After these final words, John Morgan fell asleep, never to wake again.
Sarge shuddered from the dampness of the rain and the slight breeze that blew over him. He looked into the faces awaiting him to speak. He wasn’t sure what their expectations were. Some wanted Sarge to explain Morgan’s actions that initiated the collapse. Others wanted him to heap praise upon their associate and friend. He shook off the chill of the weather and the ghosts who surrounded him and began.
“John Morgan belongs to the ages now …”
PART ONE
The Monday before Thanksgiving
Six and a half years later—November 2024
Chapter 1
6:00 a.m.
The National Mall
Washington, DC
Sarge jogged through the west gate of the White House grounds with an entourage of Secret Serv
ice personnel. Running helped him sleep at night, but it also kept him disciplined. As president, Sarge learned the value of time. His brain never rested, as the burdens of America and the world weighed upon him. The oldest form of exercise known to man became a part of his morning routine the day after the First Family moved into the repaired and renovated White House.
The dark days after the collapse of the power grid had taken its toll on Washington, DC, in more ways than one. Vandals and looters, mad at their politicians and the world in general, took to the streets. Chaos reigned within the beltway for a year before order was restored.
Now, in his final months of an abbreviated two-term presidency, Sarge cherished the opportunity to run through the National Mall, taking in the sights and sounds of a revitalized city. He varied his routes through the historic grassy plaza, which was home to iconic monuments, including the Lincoln Memorial and the Washington Monument.
After the power grid collapsed, madness overtook the population of the District. These tributes to American history were defaced, torn down, and in some cases destroyed entirely. The beautiful cherry trees that had lined the reflecting pool were butchered or uprooted out of maliciousness.

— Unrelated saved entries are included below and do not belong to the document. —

//! Observability events emitted by the recovery engine.
//!
//! Every component publishes into a shared [`EventBus`]. Consumers (a UI, the operator CLI,
//! tests) subscribe and receive their own copy of each event published after subscribing.

use strum::AsRefStr;
use tokio::sync::broadcast;
use tracing::trace;

use crate::{
    recovery::{HealthStatus, OperationId},
    restore::{RestoreState, RestoreSummary},
    types::Hash256,
};

pub const DEFAULT_EVENT_BUS_CAPACITY: usize = 1024;

#[derive(Debug, Clone, PartialEq, Eq, AsRefStr)]
#[strum(serialize_all = "snake_case")]
pub enum RecoveryEvent {
    /// An operation was dispatched to a worker. `attempt` starts at 1.
    RecoveryStarted {
        operation_id: OperationId,
        name: String,
        attempt: u32,
        timestamp: u64,
    },
    RecoveryCompleted {
        operation_id: OperationId,
        name: String,
        retry_count: u32,
        timestamp: u64,
    },
    /// The operation is dropped, either because it exhausted its attempts or because
    /// its error is not retryable.
    RecoveryFailed {
        operation_id: OperationId,
        name: String,
        retry_count: u32,
        error: String,
        timestamp: u64,
    },
    CircuitOpened {
        breaker: String,
        failures: u32,
        next_attempt_time: u64,
        timestamp: u64,
    },
    CircuitHalfOpen {
        breaker: String,
        timestamp: u64,
    },
    CircuitClosed {
        breaker: String,
        timestamp: u64,
    },
    HealthCheck {
        status: HealthStatus,
        open_breakers: Vec<String>,
        queued: usize,
        in_flight: usize,
        timestamp: u64,
    },
    RestoreStateChanged {
        channel_id: Hash256,
        state: RestoreState,
        error: Option<String>,
        timestamp: u64,
    },
    RestoreFinished {
        summary: RestoreSummary,
        timestamp: u64,
    },
}

impl RecoveryEvent {
    /// The wire name of the event, e.g. `recovery_started`.
    pub fn kind(&self) -> &str {
        self.as_ref()
    }

    pub fn timestamp(&self) -> u64 {
        match self {
            RecoveryEvent::RecoveryStarted { timestamp, .. }
            | RecoveryEvent::RecoveryCompleted { timestamp, .. }
            | RecoveryEvent::RecoveryFailed { timestamp, .. }
            | RecoveryEvent::CircuitOpened { timestamp, .. }
            | RecoveryEvent::CircuitHalfOpen { timestamp, .. }
            | RecoveryEvent::CircuitClosed { timestamp, .. }
            | RecoveryEvent::HealthCheck { timestamp, .. }
            | RecoveryEvent::RestoreStateChanged { timestamp, .. }
            | RecoveryEvent::RestoreFinished { timestamp, .. } => *timestamp,
        }
    }
}

#[derive(Debug, Clone)]
pub struct EventBus {
    sender: broadcast::Sender<RecoveryEvent>,
}

impl Default for EventBus {
    fn default() -> Self {
        Self::new(DEFAULT_EVENT_BUS_CAPACITY)
    }
}

impl EventBus {
    pub fn new(capacity: usize) -> Self {
        let (sender, _) = broadcast::channel(capacity.max(1));
        Self { sender }
    }

    pub fn subscribe(&self) -> broadcast::Receiver<RecoveryEvent> {
        self.sender.subscribe()
    }

    /// Publishing without any subscriber is fine, the event is simply dropped.
    pub fn publish(&self, event: RecoveryEvent) {
        trace!("Publishing event {}: {:?}", event.kind(), event);
        let _ = self.sender.send(event);
    }
}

Members of the National Guard had done their best to protect the historical artifacts within the Smithsonian museums before a herculean effort was made to remove them to safety in the mountains of West Virginia.
Fierce battles had raged as dedicated military personnel protected the White House, the Capitol, and the Supreme Court building. Only the establishment of a FEMA regional government and an extraordinary amount of relief supplies calmed the locals down. But eventually, as was the case with the other FEMA regions, the citizens demanded their government back.

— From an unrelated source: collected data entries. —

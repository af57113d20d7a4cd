use crate::{
    restore::{
        RestoreAction, RestoreContext, RestoreError, RestoreEvent, RestoreState,
        RestoreStateMachine, RestoreSummary,
    },
    tests::test_utils::{gen_backup_record, gen_txid},
};

fn apply(context: RestoreContext, event: RestoreEvent) -> RestoreContext {
    RestoreStateMachine::apply(context, event).unwrap().context
}

#[test]
fn test_happy_path() {
    let context = RestoreContext::new(gen_backup_record(1));
    assert_eq!(context.state, RestoreState::Pending);
    assert_eq!(context.attempt, 0);

    let transition = RestoreStateMachine::apply(context, RestoreEvent::Start).unwrap();
    assert!(transition.dirty);
    assert_eq!(transition.actions, vec![RestoreAction::ConnectPeer]);
    assert_eq!(transition.context.state, RestoreState::Connecting);
    assert_eq!(transition.context.attempt, 1);

    let transition =
        RestoreStateMachine::apply(transition.context, RestoreEvent::PeerConnected).unwrap();
    assert_eq!(transition.actions, vec![RestoreAction::RequestClose]);

    let transition = RestoreStateMachine::apply(
        transition.context,
        RestoreEvent::CloseRequested {
            closing_txid: gen_txid(9),
        },
    )
    .unwrap();
    assert_eq!(transition.actions, vec![RestoreAction::AwaitSweep]);
    assert_eq!(transition.context.closing_txid, Some(gen_txid(9)));

    let transition = RestoreStateMachine::apply(transition.context, RestoreEvent::Swept).unwrap();
    assert_eq!(transition.context.state, RestoreState::Completed);
    assert!(transition.actions.is_empty());
}

#[test]
fn test_any_active_step_can_fail() {
    let connecting = apply(RestoreContext::new(gen_backup_record(1)), RestoreEvent::Start);
    let requesting = apply(connecting.clone(), RestoreEvent::PeerConnected);
    let monitoring = apply(
        requesting.clone(),
        RestoreEvent::CloseRequested {
            closing_txid: gen_txid(1),
        },
    );
    for context in [connecting, requesting, monitoring] {
        let failed = apply(
            context,
            RestoreEvent::StepFailed {
                reason: "peer offline".to_string(),
            },
        );
        assert_eq!(failed.state, RestoreState::Failed);
        assert_eq!(failed.error.as_deref(), Some("peer offline"));
    }
}

#[test]
fn test_retry_restarts_failed_context() {
    let failed = apply(
        apply(RestoreContext::new(gen_backup_record(1)), RestoreEvent::Start),
        RestoreEvent::StepFailed {
            reason: "timeout".to_string(),
        },
    );
    let pending = apply(failed, RestoreEvent::Retry);
    assert_eq!(pending.state, RestoreState::Pending);
    assert_eq!(pending.error, None);

    let connecting = apply(pending, RestoreEvent::Start);
    assert_eq!(connecting.state, RestoreState::Connecting);
    assert_eq!(connecting.attempt, 2);
}

#[test]
fn test_invalid_transitions_are_rejected() {
    let pending = RestoreContext::new(gen_backup_record(1));
    assert!(matches!(
        RestoreStateMachine::apply(pending.clone(), RestoreEvent::Swept),
        Err(RestoreError::InvalidTransition(
            RestoreState::Pending,
            RestoreState::Completed
        ))
    ));
    assert!(RestoreStateMachine::apply(pending.clone(), RestoreEvent::Retry).is_err());

    let connecting = apply(pending, RestoreEvent::Start);
    assert!(RestoreStateMachine::apply(connecting.clone(), RestoreEvent::Start).is_err());
    assert!(RestoreStateMachine::apply(
        connecting,
        RestoreEvent::CloseRequested {
            closing_txid: gen_txid(1)
        }
    )
    .is_err());
}

#[test]
fn test_completed_is_final() {
    let mut context = RestoreContext::new(gen_backup_record(1));
    for event in [
        RestoreEvent::Start,
        RestoreEvent::PeerConnected,
        RestoreEvent::CloseRequested {
            closing_txid: gen_txid(1),
        },
        RestoreEvent::Swept,
    ] {
        context = apply(context, event);
    }
    assert_eq!(context.state, RestoreState::Completed);
    for event in [
        RestoreEvent::Retry,
        RestoreEvent::Start,
        RestoreEvent::StepFailed {
            reason: "late".to_string(),
        },
    ] {
        assert!(RestoreStateMachine::apply(context.clone(), event).is_err());
    }
}

#[test]
fn test_summary_counts() {
    let pending = RestoreContext::new(gen_backup_record(1));
    let mut completed = RestoreContext::new(gen_backup_record(2));
    completed.state = RestoreState::Completed;
    let mut failed = RestoreContext::new(gen_backup_record(3));
    failed.state = RestoreState::Failed;

    let summary = RestoreSummary::from_contexts([&pending, &completed, &failed]);
    assert_eq!(
        summary,
        RestoreSummary {
            pending_channels: 1,
            completed_channels: 1,
            failed_channels: 1,
            total_channels: 3,
        }
    );
    assert!(!summary.is_complete());

    let summary = RestoreSummary::from_contexts([&completed, &failed]);
    assert!(summary.is_complete());
    assert!(summary.is_partial_success());
    assert!(!RestoreSummary::from_contexts([&completed]).is_partial_success());
    assert!(!RestoreSummary::default().is_complete());
}

#[test]
fn test_summary_serialized_field_names() {
    let summary = RestoreSummary {
        pending_channels: 2,
        completed_channels: 1,
        failed_channels: 0,
        total_channels: 3,
    };
    let value = serde_json::to_value(summary).unwrap();
    assert_eq!(value["pending_channels"], 2);
    assert_eq!(value["completed_channels"], 1);
    assert_eq!(value["failed_channels"], 0);
    assert_eq!(value["total_channels"], 3);
    assert_eq!(
        serde_json::from_value::<RestoreSummary>(value).unwrap(),
        summary
    );
}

Sarge was credited for bringing peace to Washington, DC, and the rest of the nation. He started from the bottom up. He encouraged local and state governments to reestablish their relationships with their constituents. Americans knew their local elected officials on a personal level, which ensured their trust in the efforts taken to restore order. Once trust in government was established, authority over the citizenry was accepted.